The Keys to Financial Viability. Among institutions analyzed, ten of which had already mastered the challenges of operational efficiency, only two variables were significant in determining their profitability:

higher real effective interest rates and

lower average salary compared with per capita GDP.

Both these factors are substantially within the control of program managers. Thus, given efficient operations, achieving full financial viability depends on institutional commitment to this goal, and willingness to apply that commitment in setting interest rates, controlling costs. and selecting personnel.

Factors Not Directly Correlated with Financial Viability. Contrary to conventional wisdom, the study demonstrated that, among efficient organizations, some variables are not strongly correlated with financial self-sufficiency. The organizations studied here have all found ways to overcome obstacles normally thought to inhibit financial viability.

Loan Size. Among the programs studied, there was no significant correlation between loan size and financial viability. Even among Level III institutions, the full range of loan sizes is represented, from programs serving only the very poor, to those serving a mixture of very poor and moderately poor clients. Several programs show that it is possible to achieve financial viability while serving the very poor.

Geographic Setting. Financially viable institutions and institutions with strong outreach were found in both urban and rural areas and in countries at various levels of development. Thus, the emerging model for microfinance appears to be widely applicable, if sensibly adapted to local circumstances.

Economic Setting. Successful institutions have been developed in countries over a broad range of absolute levels of development, with a range of growth trends, including extremely poor countries and countries where the economy has been stagnant. Programs can even tolerate significant inflation if the institution and general public are sufficiently experienced and have coping strategies. Nevertheless, economic growth and low, or at least stable, inflation, make it easier for microenterprise finance institutions to flourish.

Shortcomings of Microenterprise Finance Institutions. Two apparent shortcomings emerged among this sample of high-performing institutions.

Absence of Savings Services. Despite the importance for low-income people of access to voluntary savings services, only the institutions in Indonesia were providing such services on a broad scale. Several others were planning savings programs or were in the process of implementing them, but few had fully operationalized them. While this demonstrates a gap in service delivery, it is not a gap that can be filled immediately. Rather, it must await the development of new institutional skills and and appropriate approach to permission to capture savings from the public.

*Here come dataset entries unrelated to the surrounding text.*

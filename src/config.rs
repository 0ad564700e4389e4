use std::{
    path::{Path, PathBuf},
    time::Duration,
};

use serde::Deserialize;
use thiserror::Error;

#[derive(Debug, Error)]
pub enum ConfigError {
    #[error("Failed to read config file '{path}': {source}")]
    ReadFailed {
        path: PathBuf,
        #[source]
        source: std::io::Error,
    },

    #[error("Failed to parse config file '{path}': {source}")]
    ParseFailed {
        path: PathBuf,
        #[source]
        source: toml::de::Error,
    },
}

#[derive(Debug, Clone, Deserialize)]
#[serde(default)]
pub struct Settings {
    /// Where `store.json` and the session token live
    pub data_dir: PathBuf,
    /// Root of the local blob disk, defaults to `<data_dir>/files`
    pub attachments_dir: Option<PathBuf>,
    pub project_detail_ttl_secs: u64,
    pub team_listing_ttl_secs: u64,
    pub max_upload_bytes: u64,
    pub allowed_extensions: Vec<String>,
    pub log_filter: String,
    /// Copies of `store.json` kept in `backups/`, 0 disables them
    pub kept_backups: usize,
}

impl Default for Settings {
    fn default() -> Self {
        Self {
            data_dir: dirs::data_dir()
                .map(|d| d.join("taskhub"))
                .unwrap_or_else(|| PathBuf::from(".taskhub")),
            attachments_dir: None,
            project_detail_ttl_secs: 600,
            team_listing_ttl_secs: 300,
            max_upload_bytes: 10_240 * 1024,
            allowed_extensions: [
                "jpeg", "jpg", "png", "gif", "pdf", "doc", "docx", "xlsx", "pptx", "txt", "zip",
                "rar",
            ]
            .into_iter()
            .map(String::from)
            .collect(),
            log_filter: String::from("taskhub=info"),
            kept_backups: 5,
        }
    }
}

impl Settings {
    /// Reads `path` if given, otherwise `<config_dir>/taskhub/config.toml`
    /// when it exists, otherwise the defaults.
    pub fn load(path: Option<&Path>) -> Result<Self, ConfigError> {
        let path = match path {
            Some(p) => p.to_path_buf(),
            None => match dirs::config_dir().map(|d| d.join("taskhub").join("config.toml")) {
                Some(p) if p.exists() => p,
                _ => return Ok(Settings::default()),
            },
        };

        let content = std::fs::read_to_string(&path).map_err(|e| ConfigError::ReadFailed {
            path: path.clone(),
            source: e,
        })?;
        Self::from_toml(&content).map_err(|e| ConfigError::ParseFailed { path, source: e })
    }

    pub fn from_toml(content: &str) -> Result<Self, toml::de::Error> {
        toml::from_str(content)
    }

    pub fn store_path(&self) -> PathBuf {
        self.data_dir.join("store.json")
    }

    pub fn session_path(&self) -> PathBuf {
        self.data_dir.join("session")
    }

    pub fn attachments_dir(&self) -> PathBuf {
        self.attachments_dir
            .clone()
            .unwrap_or_else(|| self.data_dir.join("files"))
    }

    pub fn project_detail_ttl(&self) -> Duration {
        Duration::from_secs(self.project_detail_ttl_secs)
    }

    pub fn team_listing_ttl(&self) -> Duration {
        Duration::from_secs(self.team_listing_ttl_secs)
    }

    pub fn is_allowed_extension(&self, extension: &str) -> bool {
        self.allowed_extensions
            .iter()
            .any(|e| e.eq_ignore_ascii_case(extension))
    }
}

Lack of Adequate Information. Few institutions reported financial and outreach data at a sufficiently high standard. Relevant information plays a crucial role both in internal management and in convincing outsiders (donors, lenders, investors, depositors, regulatory authorities) of the soundness of an institution. Inability to provide such information will slow the development of an institution and limit its access to funding.

 

Implications for Donors

These findings suggest that donors and development decision makers should take action in certain directions. With the right model for self-sufficient financing and effective outreach, the findings suggest that microenterprise finance institutions can grow to the point where they address the demand for financial services in poor communities around the world. If such a broad development opportunity is truly within reach, it is important to make the effort to grasp it.

 

The Bottom Line: Scale and Leverage.

Decision makers should have a clear understanding of the performance standards that organizations examined here have achieved, and they should use those standards in making funding and policy decisions. These standards also lead institutions toward the ability to gain access to funds from non-donor sources, thus leveraging donor inputs.

This strategy speaks particularly to those who are concerned with reaching the very poor. The study shows that organizations can attain scale and leverage while including the very poor in their client group.

Donors should craft their support in ways that foster financial independence. In essence, they should view their role as supporting the commercialization of this field and themselves as start-up investors.

 

Elements of Donor Policy. Assessment findings suggest that donors need to pay close attention to several key issues as they formulate support efforts in microfinance.

Commitment to Efficiency. If operational efficiency can be achieved in most parts of the world and in a range of geographical and economic settings, donors should have clear expectations that any microfinance program they support will reach operational efficiency in a reasonable time period. They should select organizations for support that have a credible commitment to reaching operational efficiency.

Interest Rate Policy. Donors should insist that organizations they support price their services at a level that supports financial viability. In particular, programs must adjust adequately to the potentially erosive effects of inflation.

Reporting Standards. Donors should insist that supported organizations report on their performance according to generally understood and accepted standards in a way that makes subsidies transparent. They should be prepared to offer technical assistance to organizations to develop the capacity to do so.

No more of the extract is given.